Required work: Scan the lines below for the string "HashSet". Reply with how many match, and no other words.

Data for this exercise:
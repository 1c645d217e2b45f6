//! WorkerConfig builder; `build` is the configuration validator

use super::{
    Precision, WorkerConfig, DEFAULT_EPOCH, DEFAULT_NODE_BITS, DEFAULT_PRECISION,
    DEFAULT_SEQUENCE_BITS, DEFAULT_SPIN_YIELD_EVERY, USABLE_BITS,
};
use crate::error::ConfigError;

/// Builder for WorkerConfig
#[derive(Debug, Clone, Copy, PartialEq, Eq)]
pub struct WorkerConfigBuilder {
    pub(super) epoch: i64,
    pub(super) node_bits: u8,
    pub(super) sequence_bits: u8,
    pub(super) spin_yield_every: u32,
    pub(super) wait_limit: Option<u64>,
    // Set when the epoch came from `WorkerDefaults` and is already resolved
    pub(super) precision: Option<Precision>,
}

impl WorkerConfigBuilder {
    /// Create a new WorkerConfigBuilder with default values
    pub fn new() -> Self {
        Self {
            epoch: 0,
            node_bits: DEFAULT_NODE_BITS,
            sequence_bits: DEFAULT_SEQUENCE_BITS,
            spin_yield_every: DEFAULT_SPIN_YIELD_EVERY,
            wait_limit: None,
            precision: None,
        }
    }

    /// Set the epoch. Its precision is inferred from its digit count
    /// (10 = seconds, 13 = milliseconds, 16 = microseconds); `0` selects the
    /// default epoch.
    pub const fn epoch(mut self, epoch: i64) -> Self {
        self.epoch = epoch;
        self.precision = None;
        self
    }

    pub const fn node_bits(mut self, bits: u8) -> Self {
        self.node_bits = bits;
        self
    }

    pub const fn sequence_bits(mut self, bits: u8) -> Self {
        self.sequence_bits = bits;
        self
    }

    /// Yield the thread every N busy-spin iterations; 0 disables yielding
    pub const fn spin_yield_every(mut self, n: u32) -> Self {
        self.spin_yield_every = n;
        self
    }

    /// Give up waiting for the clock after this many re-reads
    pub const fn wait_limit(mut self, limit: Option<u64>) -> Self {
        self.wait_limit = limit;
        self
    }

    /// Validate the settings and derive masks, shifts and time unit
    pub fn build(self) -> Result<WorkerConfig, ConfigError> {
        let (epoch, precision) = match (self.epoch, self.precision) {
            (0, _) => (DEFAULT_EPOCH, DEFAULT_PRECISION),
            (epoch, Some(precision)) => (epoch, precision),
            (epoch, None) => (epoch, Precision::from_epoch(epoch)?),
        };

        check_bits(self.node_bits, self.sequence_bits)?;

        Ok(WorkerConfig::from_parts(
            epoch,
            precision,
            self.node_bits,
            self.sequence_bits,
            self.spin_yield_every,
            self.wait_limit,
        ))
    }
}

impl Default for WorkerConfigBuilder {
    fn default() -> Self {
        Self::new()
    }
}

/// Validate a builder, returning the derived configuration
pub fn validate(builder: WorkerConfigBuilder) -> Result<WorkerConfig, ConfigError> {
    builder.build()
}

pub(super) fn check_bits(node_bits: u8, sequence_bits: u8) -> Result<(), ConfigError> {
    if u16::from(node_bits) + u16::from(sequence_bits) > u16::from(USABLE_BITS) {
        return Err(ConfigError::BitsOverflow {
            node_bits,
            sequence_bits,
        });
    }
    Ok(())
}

==

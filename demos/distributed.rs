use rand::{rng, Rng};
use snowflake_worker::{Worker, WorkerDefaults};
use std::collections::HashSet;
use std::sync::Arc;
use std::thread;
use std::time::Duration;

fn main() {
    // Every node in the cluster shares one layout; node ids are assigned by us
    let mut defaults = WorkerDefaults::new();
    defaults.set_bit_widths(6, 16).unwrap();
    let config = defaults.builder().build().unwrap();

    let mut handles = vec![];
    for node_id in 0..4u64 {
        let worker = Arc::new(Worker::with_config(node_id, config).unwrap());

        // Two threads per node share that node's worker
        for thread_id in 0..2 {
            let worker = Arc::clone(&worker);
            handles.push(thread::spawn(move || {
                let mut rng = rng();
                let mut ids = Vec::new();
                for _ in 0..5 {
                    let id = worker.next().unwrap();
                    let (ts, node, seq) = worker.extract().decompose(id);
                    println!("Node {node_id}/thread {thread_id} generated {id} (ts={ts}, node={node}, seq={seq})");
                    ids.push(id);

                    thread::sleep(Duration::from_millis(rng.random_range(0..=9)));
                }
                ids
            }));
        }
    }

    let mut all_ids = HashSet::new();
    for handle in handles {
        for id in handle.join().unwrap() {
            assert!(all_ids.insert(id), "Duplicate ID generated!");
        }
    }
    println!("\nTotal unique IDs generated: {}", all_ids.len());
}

--

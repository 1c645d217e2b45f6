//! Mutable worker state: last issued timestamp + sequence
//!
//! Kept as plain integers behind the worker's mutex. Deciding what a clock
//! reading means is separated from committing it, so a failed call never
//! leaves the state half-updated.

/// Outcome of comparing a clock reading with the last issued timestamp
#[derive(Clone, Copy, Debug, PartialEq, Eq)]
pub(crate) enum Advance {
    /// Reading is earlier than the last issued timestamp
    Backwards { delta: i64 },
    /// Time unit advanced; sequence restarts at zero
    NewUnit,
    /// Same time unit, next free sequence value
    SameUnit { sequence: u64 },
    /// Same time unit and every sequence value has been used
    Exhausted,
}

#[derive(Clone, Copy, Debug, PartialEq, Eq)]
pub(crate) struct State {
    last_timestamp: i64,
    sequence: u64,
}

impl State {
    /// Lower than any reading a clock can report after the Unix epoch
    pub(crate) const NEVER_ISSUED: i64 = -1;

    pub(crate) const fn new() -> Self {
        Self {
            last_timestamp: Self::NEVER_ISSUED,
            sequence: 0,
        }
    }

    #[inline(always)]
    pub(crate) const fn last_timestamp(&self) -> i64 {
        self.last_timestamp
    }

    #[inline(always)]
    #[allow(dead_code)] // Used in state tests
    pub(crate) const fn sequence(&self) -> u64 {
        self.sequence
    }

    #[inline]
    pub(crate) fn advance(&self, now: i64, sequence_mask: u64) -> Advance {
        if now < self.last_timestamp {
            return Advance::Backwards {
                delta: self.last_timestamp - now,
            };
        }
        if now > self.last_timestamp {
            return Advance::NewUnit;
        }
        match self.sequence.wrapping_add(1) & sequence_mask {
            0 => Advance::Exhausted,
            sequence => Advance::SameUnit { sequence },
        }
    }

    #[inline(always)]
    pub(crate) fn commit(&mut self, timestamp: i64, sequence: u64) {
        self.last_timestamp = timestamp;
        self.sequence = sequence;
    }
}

Completed exercise: 2